§ DATA PROVIDED

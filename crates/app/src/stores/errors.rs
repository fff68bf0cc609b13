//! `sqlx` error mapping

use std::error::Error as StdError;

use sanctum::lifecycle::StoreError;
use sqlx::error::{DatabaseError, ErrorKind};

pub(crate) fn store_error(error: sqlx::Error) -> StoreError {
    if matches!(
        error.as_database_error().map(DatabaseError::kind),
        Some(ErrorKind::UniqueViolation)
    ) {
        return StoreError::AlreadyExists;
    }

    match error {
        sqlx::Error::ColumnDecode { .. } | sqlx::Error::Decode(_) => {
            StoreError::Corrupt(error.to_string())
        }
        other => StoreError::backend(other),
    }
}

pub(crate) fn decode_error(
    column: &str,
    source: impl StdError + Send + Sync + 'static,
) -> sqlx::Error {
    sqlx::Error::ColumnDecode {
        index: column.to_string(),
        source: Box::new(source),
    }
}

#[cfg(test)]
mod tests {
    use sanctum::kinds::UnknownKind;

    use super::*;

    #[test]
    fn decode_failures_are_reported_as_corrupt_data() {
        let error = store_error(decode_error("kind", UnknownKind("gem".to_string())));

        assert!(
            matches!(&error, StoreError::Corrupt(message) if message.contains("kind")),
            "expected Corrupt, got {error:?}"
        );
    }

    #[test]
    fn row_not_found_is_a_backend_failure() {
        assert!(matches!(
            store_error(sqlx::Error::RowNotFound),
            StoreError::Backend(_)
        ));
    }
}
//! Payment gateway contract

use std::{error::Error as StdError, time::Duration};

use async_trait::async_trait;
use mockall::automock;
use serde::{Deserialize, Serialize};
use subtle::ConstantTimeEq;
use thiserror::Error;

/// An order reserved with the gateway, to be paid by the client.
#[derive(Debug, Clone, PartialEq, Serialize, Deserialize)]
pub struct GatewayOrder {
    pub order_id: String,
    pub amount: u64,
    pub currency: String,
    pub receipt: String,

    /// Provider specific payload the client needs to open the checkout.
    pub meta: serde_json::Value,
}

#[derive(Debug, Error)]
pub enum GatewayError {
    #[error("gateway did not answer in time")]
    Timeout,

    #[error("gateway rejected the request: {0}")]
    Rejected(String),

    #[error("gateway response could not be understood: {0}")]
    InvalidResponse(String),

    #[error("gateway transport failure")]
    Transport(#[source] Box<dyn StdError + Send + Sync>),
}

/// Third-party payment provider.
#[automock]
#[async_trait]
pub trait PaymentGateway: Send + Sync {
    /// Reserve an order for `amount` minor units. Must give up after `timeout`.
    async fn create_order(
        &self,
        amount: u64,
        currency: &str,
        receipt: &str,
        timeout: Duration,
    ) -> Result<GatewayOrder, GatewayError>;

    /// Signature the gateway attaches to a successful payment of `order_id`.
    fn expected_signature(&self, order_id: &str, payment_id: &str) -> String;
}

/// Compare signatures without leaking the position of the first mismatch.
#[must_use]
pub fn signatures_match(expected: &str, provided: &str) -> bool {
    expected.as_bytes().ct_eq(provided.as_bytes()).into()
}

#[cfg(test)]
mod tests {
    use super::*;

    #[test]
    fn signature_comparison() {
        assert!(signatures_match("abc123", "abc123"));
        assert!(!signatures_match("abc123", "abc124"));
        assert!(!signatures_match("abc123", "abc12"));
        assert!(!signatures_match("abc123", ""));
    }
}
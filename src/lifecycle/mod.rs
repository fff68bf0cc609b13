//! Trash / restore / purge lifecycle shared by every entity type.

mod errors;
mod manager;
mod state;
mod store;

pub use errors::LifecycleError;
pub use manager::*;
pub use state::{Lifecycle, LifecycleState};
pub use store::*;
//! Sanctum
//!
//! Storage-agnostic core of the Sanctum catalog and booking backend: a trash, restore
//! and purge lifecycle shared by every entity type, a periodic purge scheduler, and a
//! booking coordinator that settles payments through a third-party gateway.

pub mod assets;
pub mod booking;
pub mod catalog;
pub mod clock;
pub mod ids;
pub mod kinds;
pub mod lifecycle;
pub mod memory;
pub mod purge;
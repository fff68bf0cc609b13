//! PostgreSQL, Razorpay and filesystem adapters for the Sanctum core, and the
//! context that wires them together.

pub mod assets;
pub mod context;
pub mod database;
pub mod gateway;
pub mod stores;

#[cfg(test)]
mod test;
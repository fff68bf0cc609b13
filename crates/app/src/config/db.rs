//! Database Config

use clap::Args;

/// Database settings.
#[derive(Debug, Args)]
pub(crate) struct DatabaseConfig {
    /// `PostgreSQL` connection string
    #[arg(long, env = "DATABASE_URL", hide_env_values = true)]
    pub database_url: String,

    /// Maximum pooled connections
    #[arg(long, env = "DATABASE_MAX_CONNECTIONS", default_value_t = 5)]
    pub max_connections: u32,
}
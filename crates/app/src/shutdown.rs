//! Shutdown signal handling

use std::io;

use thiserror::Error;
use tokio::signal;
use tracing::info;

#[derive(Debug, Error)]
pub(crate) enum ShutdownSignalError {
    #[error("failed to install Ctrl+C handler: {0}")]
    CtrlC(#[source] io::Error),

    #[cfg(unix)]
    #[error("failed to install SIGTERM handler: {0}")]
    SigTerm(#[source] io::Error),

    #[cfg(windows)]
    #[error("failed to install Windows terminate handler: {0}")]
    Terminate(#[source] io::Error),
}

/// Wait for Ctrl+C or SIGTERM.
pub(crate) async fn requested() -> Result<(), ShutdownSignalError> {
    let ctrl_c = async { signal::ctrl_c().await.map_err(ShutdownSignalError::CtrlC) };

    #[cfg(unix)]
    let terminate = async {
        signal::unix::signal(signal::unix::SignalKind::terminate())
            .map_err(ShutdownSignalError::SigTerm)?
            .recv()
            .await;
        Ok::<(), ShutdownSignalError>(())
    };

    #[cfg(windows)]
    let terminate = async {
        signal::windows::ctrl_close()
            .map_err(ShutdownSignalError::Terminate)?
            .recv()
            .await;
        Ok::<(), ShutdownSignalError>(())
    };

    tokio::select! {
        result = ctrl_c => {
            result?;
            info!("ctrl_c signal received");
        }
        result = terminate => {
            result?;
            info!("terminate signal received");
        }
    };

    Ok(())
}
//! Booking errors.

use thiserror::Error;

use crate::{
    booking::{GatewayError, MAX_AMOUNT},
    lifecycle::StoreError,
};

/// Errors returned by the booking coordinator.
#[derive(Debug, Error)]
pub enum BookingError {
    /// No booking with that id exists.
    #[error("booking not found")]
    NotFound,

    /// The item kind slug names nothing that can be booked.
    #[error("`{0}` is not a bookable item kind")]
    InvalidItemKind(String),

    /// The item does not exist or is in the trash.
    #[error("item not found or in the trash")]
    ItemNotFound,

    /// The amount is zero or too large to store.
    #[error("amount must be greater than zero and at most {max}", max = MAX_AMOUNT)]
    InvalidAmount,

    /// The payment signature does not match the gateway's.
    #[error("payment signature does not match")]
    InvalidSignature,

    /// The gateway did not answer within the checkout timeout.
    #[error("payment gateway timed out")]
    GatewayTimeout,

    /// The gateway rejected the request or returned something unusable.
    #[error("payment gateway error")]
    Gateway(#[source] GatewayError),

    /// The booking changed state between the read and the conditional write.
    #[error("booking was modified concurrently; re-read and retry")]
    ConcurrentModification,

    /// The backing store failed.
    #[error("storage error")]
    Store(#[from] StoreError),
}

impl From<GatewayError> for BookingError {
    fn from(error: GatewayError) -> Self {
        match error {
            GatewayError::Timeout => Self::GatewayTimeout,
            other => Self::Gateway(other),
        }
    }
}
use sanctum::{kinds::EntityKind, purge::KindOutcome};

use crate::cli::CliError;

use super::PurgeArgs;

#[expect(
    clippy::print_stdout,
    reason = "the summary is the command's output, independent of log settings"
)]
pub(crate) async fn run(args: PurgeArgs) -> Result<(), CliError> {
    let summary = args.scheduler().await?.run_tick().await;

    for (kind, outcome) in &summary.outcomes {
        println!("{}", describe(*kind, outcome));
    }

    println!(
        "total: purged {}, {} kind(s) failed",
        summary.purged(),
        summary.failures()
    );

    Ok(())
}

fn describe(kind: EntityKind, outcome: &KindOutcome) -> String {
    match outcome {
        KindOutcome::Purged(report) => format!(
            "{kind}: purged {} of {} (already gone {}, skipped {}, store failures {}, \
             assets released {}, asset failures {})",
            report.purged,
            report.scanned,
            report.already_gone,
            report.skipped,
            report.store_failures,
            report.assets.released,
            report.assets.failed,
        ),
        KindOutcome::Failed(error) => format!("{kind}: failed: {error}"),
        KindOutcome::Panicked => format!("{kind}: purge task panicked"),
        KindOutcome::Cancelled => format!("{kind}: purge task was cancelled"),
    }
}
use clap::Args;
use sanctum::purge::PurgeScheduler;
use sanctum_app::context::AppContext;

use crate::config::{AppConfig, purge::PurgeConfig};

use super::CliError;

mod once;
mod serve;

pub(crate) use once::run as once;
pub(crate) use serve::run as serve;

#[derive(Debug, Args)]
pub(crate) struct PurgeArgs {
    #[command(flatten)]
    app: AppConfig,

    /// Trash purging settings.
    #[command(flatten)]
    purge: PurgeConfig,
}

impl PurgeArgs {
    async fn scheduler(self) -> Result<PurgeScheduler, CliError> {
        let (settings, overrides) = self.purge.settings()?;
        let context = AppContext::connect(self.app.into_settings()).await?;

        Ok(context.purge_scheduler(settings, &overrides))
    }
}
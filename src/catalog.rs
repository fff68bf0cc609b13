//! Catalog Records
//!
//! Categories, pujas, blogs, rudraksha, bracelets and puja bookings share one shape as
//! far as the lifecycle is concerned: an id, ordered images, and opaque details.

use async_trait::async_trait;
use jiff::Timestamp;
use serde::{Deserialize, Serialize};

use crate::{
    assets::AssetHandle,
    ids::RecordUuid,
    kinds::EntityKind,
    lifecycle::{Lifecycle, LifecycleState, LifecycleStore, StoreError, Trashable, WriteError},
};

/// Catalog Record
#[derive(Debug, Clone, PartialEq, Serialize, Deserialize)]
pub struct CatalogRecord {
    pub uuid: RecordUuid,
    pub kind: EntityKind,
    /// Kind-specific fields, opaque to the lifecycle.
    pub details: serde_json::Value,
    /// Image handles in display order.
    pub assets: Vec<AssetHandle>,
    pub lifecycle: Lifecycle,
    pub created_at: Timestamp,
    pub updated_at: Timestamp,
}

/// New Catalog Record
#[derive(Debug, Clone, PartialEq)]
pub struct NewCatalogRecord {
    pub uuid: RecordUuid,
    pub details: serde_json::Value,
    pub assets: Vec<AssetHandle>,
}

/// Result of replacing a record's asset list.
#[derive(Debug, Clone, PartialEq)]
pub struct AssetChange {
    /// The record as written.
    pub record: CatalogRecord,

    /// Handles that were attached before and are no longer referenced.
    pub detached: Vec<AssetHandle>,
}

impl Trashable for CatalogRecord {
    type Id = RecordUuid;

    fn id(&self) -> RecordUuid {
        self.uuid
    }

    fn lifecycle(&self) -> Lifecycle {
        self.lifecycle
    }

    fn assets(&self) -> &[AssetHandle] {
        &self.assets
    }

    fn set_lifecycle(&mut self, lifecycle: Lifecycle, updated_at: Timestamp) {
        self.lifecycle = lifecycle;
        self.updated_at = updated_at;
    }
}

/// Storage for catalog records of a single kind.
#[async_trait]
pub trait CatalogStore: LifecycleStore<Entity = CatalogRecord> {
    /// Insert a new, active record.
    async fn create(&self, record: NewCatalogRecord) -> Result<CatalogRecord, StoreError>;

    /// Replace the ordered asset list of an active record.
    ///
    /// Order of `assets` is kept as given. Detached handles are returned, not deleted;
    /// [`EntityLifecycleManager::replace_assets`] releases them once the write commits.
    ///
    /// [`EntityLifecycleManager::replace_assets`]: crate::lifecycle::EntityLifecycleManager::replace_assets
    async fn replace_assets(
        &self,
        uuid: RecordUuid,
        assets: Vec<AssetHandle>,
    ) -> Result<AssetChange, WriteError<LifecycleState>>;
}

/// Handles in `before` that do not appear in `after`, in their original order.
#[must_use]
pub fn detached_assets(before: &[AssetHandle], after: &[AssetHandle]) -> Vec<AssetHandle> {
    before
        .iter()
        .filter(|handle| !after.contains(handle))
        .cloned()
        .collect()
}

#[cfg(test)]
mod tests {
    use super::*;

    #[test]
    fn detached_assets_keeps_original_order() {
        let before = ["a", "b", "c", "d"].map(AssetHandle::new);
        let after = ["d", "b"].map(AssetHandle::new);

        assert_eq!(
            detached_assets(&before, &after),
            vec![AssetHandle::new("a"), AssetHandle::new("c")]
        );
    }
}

§ WORK REQUEST
All that is wanted is a faithful reproduction of the line above with "fn describe(kind: EntityKind, outcome: &KindOutcome)", the line with "use sanctum_app::context::AppContext;", and every line in between.

§ ANSWER FOR THE TASK
fn describe(kind: EntityKind, outcome: &KindOutcome) -> String {
    match outcome {
        KindOutcome::Purged(report) => format!(
            "{kind}: purged {} of {} (already gone {}, skipped {}, store failures {}, \
             assets released {}, asset failures {})",
            report.purged,
            report.scanned,
            report.already_gone,
            report.skipped,
            report.store_failures,
            report.assets.released,
            report.assets.failed,
        ),
        KindOutcome::Failed(error) => format!("{kind}: failed: {error}"),
        KindOutcome::Panicked => format!("{kind}: purge task panicked"),
        KindOutcome::Cancelled => format!("{kind}: purge task was cancelled"),
    }
}
use clap::Args;
use sanctum::purge::PurgeScheduler;
use sanctum_app::context::AppContext;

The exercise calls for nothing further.